**Your instructions**
In the listing below, a line holding "let exp = now" and a line holding "let mut validation" mark the range. Retype both exactly, with all lines between them.

=== Records for processing ===

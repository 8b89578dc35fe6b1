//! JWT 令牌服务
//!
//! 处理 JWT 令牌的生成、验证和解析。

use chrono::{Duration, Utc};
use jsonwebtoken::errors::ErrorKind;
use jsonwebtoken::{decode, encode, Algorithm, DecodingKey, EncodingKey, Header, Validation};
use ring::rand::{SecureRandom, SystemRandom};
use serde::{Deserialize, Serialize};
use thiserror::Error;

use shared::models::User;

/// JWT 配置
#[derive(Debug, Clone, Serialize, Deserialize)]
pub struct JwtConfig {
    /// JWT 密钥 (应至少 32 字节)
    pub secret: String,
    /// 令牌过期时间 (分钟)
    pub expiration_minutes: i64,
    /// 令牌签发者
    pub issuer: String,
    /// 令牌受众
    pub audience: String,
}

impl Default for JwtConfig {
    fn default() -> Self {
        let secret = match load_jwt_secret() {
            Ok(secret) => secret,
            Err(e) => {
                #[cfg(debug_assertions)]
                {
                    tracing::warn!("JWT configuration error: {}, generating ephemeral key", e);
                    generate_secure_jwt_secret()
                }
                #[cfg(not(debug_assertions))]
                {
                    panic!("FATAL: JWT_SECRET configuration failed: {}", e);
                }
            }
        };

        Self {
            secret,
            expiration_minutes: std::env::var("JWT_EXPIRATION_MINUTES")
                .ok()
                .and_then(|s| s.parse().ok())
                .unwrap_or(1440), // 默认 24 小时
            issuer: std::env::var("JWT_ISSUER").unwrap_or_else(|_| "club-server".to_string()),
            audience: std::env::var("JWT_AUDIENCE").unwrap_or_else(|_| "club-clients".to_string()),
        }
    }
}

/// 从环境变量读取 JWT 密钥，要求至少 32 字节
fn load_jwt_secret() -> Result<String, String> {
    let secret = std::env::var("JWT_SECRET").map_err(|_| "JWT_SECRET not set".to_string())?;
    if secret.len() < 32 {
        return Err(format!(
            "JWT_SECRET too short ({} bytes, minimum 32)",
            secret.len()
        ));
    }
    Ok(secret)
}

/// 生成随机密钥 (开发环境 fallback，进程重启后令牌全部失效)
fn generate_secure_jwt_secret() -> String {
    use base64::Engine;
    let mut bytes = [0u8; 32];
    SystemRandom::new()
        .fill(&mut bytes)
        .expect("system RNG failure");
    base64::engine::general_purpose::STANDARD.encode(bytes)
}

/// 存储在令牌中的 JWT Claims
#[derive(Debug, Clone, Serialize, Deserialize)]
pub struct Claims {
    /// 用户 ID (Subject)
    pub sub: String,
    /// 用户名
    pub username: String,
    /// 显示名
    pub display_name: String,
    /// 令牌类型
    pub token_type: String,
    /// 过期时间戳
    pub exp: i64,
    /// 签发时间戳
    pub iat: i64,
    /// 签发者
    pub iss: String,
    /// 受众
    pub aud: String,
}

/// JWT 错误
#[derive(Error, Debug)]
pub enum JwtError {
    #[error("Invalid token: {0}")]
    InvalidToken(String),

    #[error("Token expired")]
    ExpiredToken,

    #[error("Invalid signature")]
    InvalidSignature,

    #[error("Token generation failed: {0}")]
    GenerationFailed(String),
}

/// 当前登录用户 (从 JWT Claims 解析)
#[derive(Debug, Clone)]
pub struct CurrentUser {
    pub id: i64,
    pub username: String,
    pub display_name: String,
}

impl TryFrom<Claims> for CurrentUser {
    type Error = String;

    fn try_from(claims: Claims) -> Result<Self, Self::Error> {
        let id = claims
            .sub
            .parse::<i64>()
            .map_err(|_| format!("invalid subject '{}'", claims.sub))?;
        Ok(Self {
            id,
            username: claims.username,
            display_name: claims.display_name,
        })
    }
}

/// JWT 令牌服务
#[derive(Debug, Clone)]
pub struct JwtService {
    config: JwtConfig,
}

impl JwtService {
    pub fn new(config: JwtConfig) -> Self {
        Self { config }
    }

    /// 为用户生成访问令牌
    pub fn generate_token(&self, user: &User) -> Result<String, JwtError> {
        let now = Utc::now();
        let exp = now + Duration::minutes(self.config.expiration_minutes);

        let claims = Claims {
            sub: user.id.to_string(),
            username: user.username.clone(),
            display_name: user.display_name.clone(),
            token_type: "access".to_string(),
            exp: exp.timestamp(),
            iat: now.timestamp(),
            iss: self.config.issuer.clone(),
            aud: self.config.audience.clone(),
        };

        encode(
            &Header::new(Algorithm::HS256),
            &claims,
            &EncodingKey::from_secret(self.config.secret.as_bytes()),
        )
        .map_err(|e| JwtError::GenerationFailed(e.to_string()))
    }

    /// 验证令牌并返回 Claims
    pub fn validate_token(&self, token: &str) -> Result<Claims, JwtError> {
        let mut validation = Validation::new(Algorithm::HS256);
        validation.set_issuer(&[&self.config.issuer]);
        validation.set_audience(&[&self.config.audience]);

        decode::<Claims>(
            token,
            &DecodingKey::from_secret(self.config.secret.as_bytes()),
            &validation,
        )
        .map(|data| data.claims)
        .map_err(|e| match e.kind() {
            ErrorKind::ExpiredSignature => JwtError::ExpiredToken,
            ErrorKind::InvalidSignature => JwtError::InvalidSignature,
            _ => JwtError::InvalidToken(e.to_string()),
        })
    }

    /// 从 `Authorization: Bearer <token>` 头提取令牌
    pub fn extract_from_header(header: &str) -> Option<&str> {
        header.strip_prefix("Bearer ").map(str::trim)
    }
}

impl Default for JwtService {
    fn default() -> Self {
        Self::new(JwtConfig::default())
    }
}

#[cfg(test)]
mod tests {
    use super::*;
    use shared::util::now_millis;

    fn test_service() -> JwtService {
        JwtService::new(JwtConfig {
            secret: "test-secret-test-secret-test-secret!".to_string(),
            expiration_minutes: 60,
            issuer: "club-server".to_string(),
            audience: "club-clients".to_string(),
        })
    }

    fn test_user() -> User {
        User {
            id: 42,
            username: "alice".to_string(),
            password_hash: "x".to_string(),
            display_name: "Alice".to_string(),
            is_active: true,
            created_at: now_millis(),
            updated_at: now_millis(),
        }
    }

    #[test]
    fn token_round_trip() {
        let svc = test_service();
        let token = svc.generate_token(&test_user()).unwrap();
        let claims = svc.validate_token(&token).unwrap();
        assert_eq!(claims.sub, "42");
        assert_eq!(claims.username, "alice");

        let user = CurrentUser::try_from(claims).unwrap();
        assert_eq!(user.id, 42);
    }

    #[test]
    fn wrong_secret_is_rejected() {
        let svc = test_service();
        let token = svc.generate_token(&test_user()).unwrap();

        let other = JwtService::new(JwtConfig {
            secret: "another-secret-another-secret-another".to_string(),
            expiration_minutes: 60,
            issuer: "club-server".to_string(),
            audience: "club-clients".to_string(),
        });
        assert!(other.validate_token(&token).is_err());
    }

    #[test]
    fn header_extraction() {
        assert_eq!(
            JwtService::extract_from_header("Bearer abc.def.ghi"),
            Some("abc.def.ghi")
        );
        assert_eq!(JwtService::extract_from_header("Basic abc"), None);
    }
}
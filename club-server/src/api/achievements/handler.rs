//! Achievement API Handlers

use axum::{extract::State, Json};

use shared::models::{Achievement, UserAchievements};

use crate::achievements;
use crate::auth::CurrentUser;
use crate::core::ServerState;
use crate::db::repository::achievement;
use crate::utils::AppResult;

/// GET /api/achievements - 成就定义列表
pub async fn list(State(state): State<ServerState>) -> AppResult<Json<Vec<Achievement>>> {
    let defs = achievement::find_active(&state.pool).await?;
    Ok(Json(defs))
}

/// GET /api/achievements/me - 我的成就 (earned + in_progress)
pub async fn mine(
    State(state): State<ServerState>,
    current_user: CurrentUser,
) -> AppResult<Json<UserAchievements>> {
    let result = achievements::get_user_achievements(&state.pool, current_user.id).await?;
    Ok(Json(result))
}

===

**Result of the exercise**
        let exp = now + Duration::minutes(self.config.expiration_minutes);

        let claims = Claims {
            sub: user.id.to_string(),
            username: user.username.clone(),
            display_name: user.display_name.clone(),
            token_type: "access".to_string(),
            exp: exp.timestamp(),
            iat: now.timestamp(),
            iss: self.config.issuer.clone(),
            aud: self.config.audience.clone(),
        };

        encode(
            &Header::new(Algorithm::HS256),
            &claims,
            &EncodingKey::from_secret(self.config.secret.as_bytes()),
        )
        .map_err(|e| JwtError::GenerationFailed(e.to_string()))
    }

    /// 验证令牌并返回 Claims
    pub fn validate_token(&self, token: &str) -> Result<Claims, JwtError> {
        let mut validation = Validation::new(Algorithm::HS256);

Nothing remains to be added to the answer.